There ate two stories here – the political damage; and the sad reality of the individual psychodrama.
Former First Minister, Alex Salmond, who has no position of authority in the SNP or in government, nevertheless appears to be setting both the government and the party agenda for the upcoming General Election.
Mr Salmond is demanding tax autonomy for Scotland in return for a deal to prop up Labour in Government in the UK – working to take Scottish seats off them in the election and then lending them back the power of those seats if they do what he tells them, should, as is unlikely, the combined total of Labour and SNP seats will add up to enough to form a government.
Today Mr Salmond is back in the headlines, setting out ‘his’ conditions for backing Labour: full control of taxes, of pensions and of oil revenues for Scotland [the less said about which the better for the former First Shrek].
These moves – and he is making repeat or varying demands on an almost daily basis – effectively sideline the current First Minister to the position of a parochial deputy with her predecessor talking the big game.
As First Minister, Mr Salmond was famous for making both policy and damaging statements on the hoof and when the game was up, taking cover and sending the more courageous Ms Sturgeon to the chamber at Holyrood to admit all and withstand the flak.
It was Nicola Sturgeon who had to make it known that not only did the Scottish Government have no legal advice on an independent Scotland’s approaches to EU membership but that it had never even asked for it, despite Mr Salmond’s throwing public money at taking governmental legal action to defend the right not to reveal the advice [that did not exist].
It was Ms Sturgeon who had to admit there was no Plan B on the currency for an independent Scotland – that it was the pound or… ?
In these political gymnastics, at least Mr Salmond was First Minister. Now he is a noisy memory but it still railroading the policy, setting the agendas – with or without Mr Sturgeon’s imprimatur and often with that imprimatur awarded retrospectively.
So who really drives Scotland?
Nicola Sturgeon initially insisted – verbally – that she would be in the driving seat.
It now seems that the vehicle of state has dual controls and that there is a co-pilot with authority denied to the official Deputy First Minster and the official Deputy Leader of the Party.

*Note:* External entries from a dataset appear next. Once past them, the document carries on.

// SPDX-FileCopyrightText: 2025 Greenbone AG
//
// SPDX-License-Identifier: GPL-2.0-or-later

use std::collections::HashMap;

/// Decodes an `application/x-www-form-urlencoded` body into a field map.
///
/// Decode failures are turned into ready made error responses so that the
/// entrypoint can return them directly.
pub async fn form_request(
    response: &crate::response::Response,
    req: hyper::Request<hyper::Body>,
) -> Result<HashMap<String, String>, crate::response::Result> {
    let bytes = match hyper::body::to_bytes(req.into_body()).await {
        Ok(bytes) => bytes,
        Err(e) => {
            return Err(response.internal_server_error(&e));
        }
    };
    match std::str::from_utf8(&bytes) {
        Ok(raw) => Ok(parse_form(raw)),
        Err(_) => Err(response.bad_request("The form body must be valid UTF-8.")),
    }
}

fn parse_form(raw: &str) -> HashMap<String, String> {
    raw.split('&')
        .filter(|pair| !pair.is_empty())
        .filter_map(|pair| {
            let mut kv = pair.splitn(2, '=');
            let key = kv.next()?;
            // browsers encode spaces as '+' in form bodies
            let value = kv.next().unwrap_or_default().replace('+', " ");
            let key = urlencoding::decode(key).ok()?;
            let value = urlencoding::decode(&value).ok()?;
            Some((key.into_owned(), value.into_owned()))
        })
        .collect()
}

#[cfg(test)]
mod tests {
    use super::parse_form;

    #[test]
    fn decodes_fields() {
        let fields = parse_form("target=127.0.0.1&note=hello+there%21");
        assert_eq!(fields.get("target").map(String::as_str), Some("127.0.0.1"));
        assert_eq!(fields.get("note").map(String::as_str), Some("hello there!"));
    }

    #[test]
    fn tolerates_empty_and_valueless_pairs() {
        let fields = parse_form("&target=scanme.example&flag");
        assert_eq!(
            fields.get("target").map(String::as_str),
            Some("scanme.example")
        );
        assert_eq!(fields.get("flag").map(String::as_str), Some(""));
    }

    #[test]
    fn decodes_percent_escapes_in_keys() {
        let fields = parse_form("ta%72get=h%C3%A9");
        assert_eq!(fields.get("target").map(String::as_str), Some("hé"));
    }
}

Ms Sturgeon is Leader of the party and of the Government. John Swinney is Deputy First Minister. Stuart Hosie is Deputy Party Leader. Angus Robertson is Leader of the Westminster SNP MPs. Alex Salmond is an SNP MSP.
Policy has got to come from the constitutionally proper source. It must not be hijacked by an unlicensed raider from the past.
In the current NHS incident, following the Scottish nurse’s infection with Ebola, it was noticeable that new Health Secretary Shona Robison was not given charge of her portfolio. Press statements were handled by the First Minister. Ms Robison was later allowed to appear on camera in a hospital corridor with an anodyne statement on another matter altogether.
If Mr Salmond does not think his successor is up to her job – or up to the job as he would have done it -he should keep quiet if, for no other reason, in return for the loyalty she has always shown him.
If Ms Sturgeon does not think her friend, Ms Robison, is up to her job, why did she appoint her to so elevated and complex a position?
This is looking very like the old familiar centralism – but with Mr Salmond conferring upon himself an autonomous roving brief outside the tent.
Nicola Sturgeon is being made to look like she’s limited to being Leader in Holyrood. Mr Hosie – Deputy Party Leader and Westminster MP and Mr Robertson – Leader of the SNP’s Westminster group of MPs, look like impotent patsies. And Mr Salmond rampages on. This is no good for the party and if Mr Salmond does manage to be returned to Westminster via Gordon, it will be even worse.
The sad psychological inevitable
What is happening is the predictable psychology of someone used to complete and unquestioned power who, on leaving it involuntarily, struggles desperately still to command the oxygen of an audience.
There is the sense of no longer having a voice and experiencing profound disorientation with loss of identity. Most people, when they retire from their employment, experience a version of the same thing and so can relate to it.
Mr Salmond’s alter ego, Margaret Thatcher, suffered badly from this [and so did her party and its successive leaders through her regular public interventions]. She never really created a post-political identity for herself; and it is questionable whether Mr Salmond has any more ability than she had to do this.
It is an almost insuperable challenge. The answer is always to do another proper job – of any kind, necessarily outside politics and preferably not in the frontline of anything; but most lack the discipline and the interest to do this.
Such people have willingly abandoned the sanctuary of a private identity in the pursuit of power. They no longer know who they are beyond the temporary lease of authority through their former job – and that private identity seems to be irrecoverable.
Few are worth listening to as thinkers. Most continue to crave the adrenalin of performance though, realistically, their time onstage is over. Nothing lasts for ever.
It’s all very sad and inevitably, it is always played out so gladiatorially in public, like watching time land a marlin.
We cannot think of a single dominant political leader who went on to create a successful post political and different identity for themselves. Can anyone else?